Every good gift and every perfect gift The two nouns are different in the Greek, the first expressing the abstract act of giving, the second the giftas actually bestowed. The perfection of the one flows from the goodness of the other. The "perfect gift" carries our thoughts beyond all temporal blessings which, though good, have yet an element of incompleteness, to the greater gifts of righteousness and peace and joy; the gift, i. e. of the Holy Spirit, which is the crowning gift of all. Singularly enough, the axiom, if we may so call it, falls into the cadence of a Greek hexameter, and it is conceivable that it may have been a quotation from a poem, or possibly from an early Christian hymn. Like instances of metre are found, besides the direct quotations in 1 Corinthians 15:33; Titus 1:12, in the Greek of Hebrews 12:13 and Revelation 19:12. The whole passage reminds us once more of the Sermon on the Mount (Matthew 7:11) and of the parallel promise in Luke 11:13.

is from above The perfect gifts come then, as the new birth of the soul comes, from Heaven, not from Earth (comp. John 3:3, as in the margin), as does the true wisdom (chap. James 3:15; James 3:17). The prominence of the word and the thought in the Epistle is one of the links that connect it with the Gospel of St John, in which a like prominence is traceable (John 3:7; John 3:31; John 19:11).

from the Father of lights The plural is used to express the thought, that light in all its forms, natural (as in the "great lights" of Psalms 135:7), intellectual, spiritual, is an efflux from Him "who is light, and in whom is no darkness at all" (1 John 1:5). This axiom as to the Divine Nature was also common to the two great teachers of the Church of the Circumcision, as it was to the teaching of the Apostle of the Gentiles, when he describes the children of God as being also "children of light" (Ephesians 5:8). There may possibly be a reference to the Urim and Thummim, the "lights" and "perfections" which symbolised God's gifts of wisdom in its highest forms (Exodus 28:30; Leviticus 8:8; Deuteronomy 33:8). Comp. also Psalms 48:3.

with whom is no variableness The noun is primarily a scientific term (our English parallaxpresents a cognate word) as expressing the change of position, real or apparent, of the stars. Here it is apparently suggested by the word "lights," which primarily conveyed the thought of the heavenly bodies as the light-givers of the world. They, St James seems to say, have their changes, but not so their Creator and their Father.
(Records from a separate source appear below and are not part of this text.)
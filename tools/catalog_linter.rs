/// Catalog Linter: validates template catalogs before they ship.
///
/// Usage: catalog_linter <catalog_file_or_dir>
///
/// Errors: dangling refs, groups that cannot select or whose inclusion
/// chance is outside [0, 1], template cycles. Warnings: empty groups, slots with
/// nothing in them, templates nothing else refers to.

use npc_composer::core::registry::{Catalog, CatalogEntry, DuplicatePolicy};
use npc_composer::core::template::CompositeTemplate;
use npc_composer::schema::component::Component;
use rustc_hash::{FxHashMap, FxHashSet};
use std::path::Path;
use std::process;
use tracing_subscriber::{layer::SubscriberExt, util::SubscriberInitExt};

fn main() {
    tracing_subscriber::registry()
        .with(
            tracing_subscriber::EnvFilter::try_from_default_env()
                .unwrap_or_else(|_| "npc_composer=warn".into()),
        )
        .with(tracing_subscriber::fmt::layer())
        .init();

    let args: Vec<String> = std::env::args().collect();

    if args.len() < 2 || args[1] == "--help" || args[1] == "-h" {
        println!("Usage: catalog_linter <catalog_file_or_dir>");
        process::exit(0);
    }

    let mut catalog = Catalog::new(DuplicatePolicy::Reject);
    let catalog_path = Path::new(&args[1]);
    let mut load_errors = Vec::new();

    if catalog_path.is_file() {
        load_file(catalog_path, &mut catalog, &mut load_errors);
    } else if catalog_path.is_dir() {
        load_catalogs_recursive(catalog_path, &mut catalog, &mut load_errors);
    } else {
        eprintln!("ERROR: Path '{}' does not exist", args[1]);
        process::exit(1);
    }

    println!("Loaded {} catalog entries", catalog.len());

    let (mut errors, warnings) = lint_catalog(&catalog);
    load_errors.append(&mut errors);
    let errors = load_errors;

    for warning in &warnings {
        println!("WARNING: {}", warning);
    }
    for error in &errors {
        println!("ERROR: {}", error);
    }
    println!(
        "\n{} error(s), {} warning(s)",
        errors.len(),
        warnings.len()
    );

    if errors.is_empty() {
        process::exit(0);
    } else {
        process::exit(1);
    }
}

fn load_file(path: &Path, catalog: &mut Catalog, errors: &mut Vec<String>) {
    match Catalog::load_from_ron(path).and_then(|loaded| catalog.merge(loaded)) {
        Ok(stored) => println!("  Loaded: {} ({} entries)", path.display(), stored.len()),
        Err(e) => errors.push(format!("failed to load {}: {}", path.display(), e)),
    }
}

fn load_catalogs_recursive(dir: &Path, catalog: &mut Catalog, errors: &mut Vec<String>) {
    let mut paths: Vec<_> = match std::fs::read_dir(dir) {
        Ok(entries) => entries.flatten().map(|e| e.path()).collect(),
        Err(e) => {
            errors.push(format!("failed to read {}: {}", dir.display(), e));
            return;
        }
    };
    paths.sort();
    for path in paths {
        if path.is_dir() {
            load_catalogs_recursive(&path, catalog, errors);
        } else if path.extension().and_then(|s| s.to_str()) == Some("ron") {
            load_file(&path, catalog, errors);
        }
    }
}

/// Every registry name a template can reach in one step, looking through
/// inline composites.
fn collect_refs<'a>(template: &'a CompositeTemplate, out: &mut Vec<&'a str>) {
    let slots = template.mandatory.iter().flatten();
    let options = template.groups.iter().flat_map(|g| g.options.iter().map(|o| &o.component));
    for component in slots.chain(options) {
        match component {
            Component::Leaf(_) => {}
            Component::Composite(inner) => collect_refs(inner, out),
            Component::Ref(name) => out.push(name.as_str()),
        }
    }
}

fn lint_template(
    name: &str,
    template: &CompositeTemplate,
    errors: &mut Vec<String>,
    warnings: &mut Vec<String>,
) {
    if !template.mandatory.is_empty() && template.mandatory.iter().all(Option::is_none) {
        warnings.push(format!("Template '{}' has only empty mandatory slots", name));
    }

    for (index, group) in template.groups.iter().enumerate() {
        let label = if group.label.is_empty() {
            format!("#{}", index)
        } else {
            format!("'{}'", group.label)
        };
        if group.is_empty() {
            warnings.push(format!(
                "Template '{}' group {} has no options and never contributes",
                name, label
            ));
        }
        if let Err(e) = group.validate() {
            errors.push(format!("Template '{}' group {}: {}", name, label, e));
        }
        for option in &group.options {
            if let Component::Composite(inner) = &option.component {
                lint_template(&format!("{}/{}", name, inner.name), inner, errors, warnings);
            }
        }
    }

    for slot in template.mandatory.iter().flatten() {
        if let Component::Composite(inner) = slot {
            lint_template(&format!("{}/{}", name, inner.name), inner, errors, warnings);
        }
    }
}

fn lint_catalog(catalog: &Catalog) -> (Vec<String>, Vec<String>) {
    let mut errors = Vec::new();
    let mut warnings = Vec::new();

    let mut edges: FxHashMap<&str, Vec<&str>> = FxHashMap::default();
    let mut referenced: FxHashSet<&str> = FxHashSet::default();

    let names = catalog.list_all();
    for name in &names {
        let Ok(CatalogEntry::Template(template)) = catalog.lookup(name) else {
            continue;
        };
        lint_template(name, template, &mut errors, &mut warnings);

        let mut refs = Vec::new();
        collect_refs(template, &mut refs);
        for target in &refs {
            if !catalog.contains(target) {
                errors.push(format!(
                    "Template '{}' references non-existent entry '{}'",
                    name, target
                ));
            }
            referenced.insert(*target);
        }
        edges.insert(template.name.as_str(), refs);
    }

    // Cycle detection: depth-first over template → template edges.
    let mut done: FxHashSet<&str> = FxHashSet::default();
    let mut reported: FxHashSet<String> = FxHashSet::default();
    for name in &names {
        let mut stack: Vec<&str> = Vec::new();
        find_cycles(name, &edges, &mut stack, &mut done, &mut reported, &mut errors);
    }

    for name in &names {
        if matches!(catalog.lookup(name), Ok(CatalogEntry::Template(_)))
            && !referenced.contains(name.as_str())
        {
            warnings.push(format!(
                "Template '{}' is not referenced by any other entry (root template?)",
                name
            ));
        }
    }

    (errors, warnings)
}

fn find_cycles<'a>(
    name: &'a str,
    edges: &FxHashMap<&'a str, Vec<&'a str>>,
    stack: &mut Vec<&'a str>,
    done: &mut FxHashSet<&'a str>,
    reported: &mut FxHashSet<String>,
    errors: &mut Vec<String>,
) {
    if done.contains(name) {
        return;
    }
    if let Some(pos) = stack.iter().position(|n| *n == name) {
        let mut cycle: Vec<&str> = stack[pos..].to_vec();
        cycle.push(name);
        let mut key: Vec<&str> = stack[pos..].to_vec();
        key.sort();
        if reported.insert(key.join("|")) {
            errors.push(format!("Template cycle: {}", cycle.join(" -> ")));
        }
        return;
    }
    let Some(targets) = edges.get(name) else {
        return;
    };
    stack.push(name);
    for target in targets {
        find_cycles(target, edges, stack, done, reported, errors);
    }
    stack.pop();
    done.insert(name);
}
shadow of turning i.e. shadow caused by turning. The latter word, from which we get our "trope," and "tropic," is applied, as in the LXX. of Job 38:33; Deuteronomy 33:14, to the apparent motion of the lights of heaven, and so to any changes. The former is also a quasi-scientific term, applied to the effect produced on the sun's disc by the moon in an eclipse. St James does not appear to use the terms with any very strict accuracy, but the fact that he employs them at all, and that they occur nowhere else in the New Testament, is in itself interesting as connecting him with the form of wisdom described in Wis 7:17-20, which deals with "the alterations of the turning of the sun" (the two terms are nearly identical with those which St James uses) and "the change of seasons." Science, he seems to say, deals with the mutability of phænomena. Faith, and therefore Wisdom, rest on the immutability of God.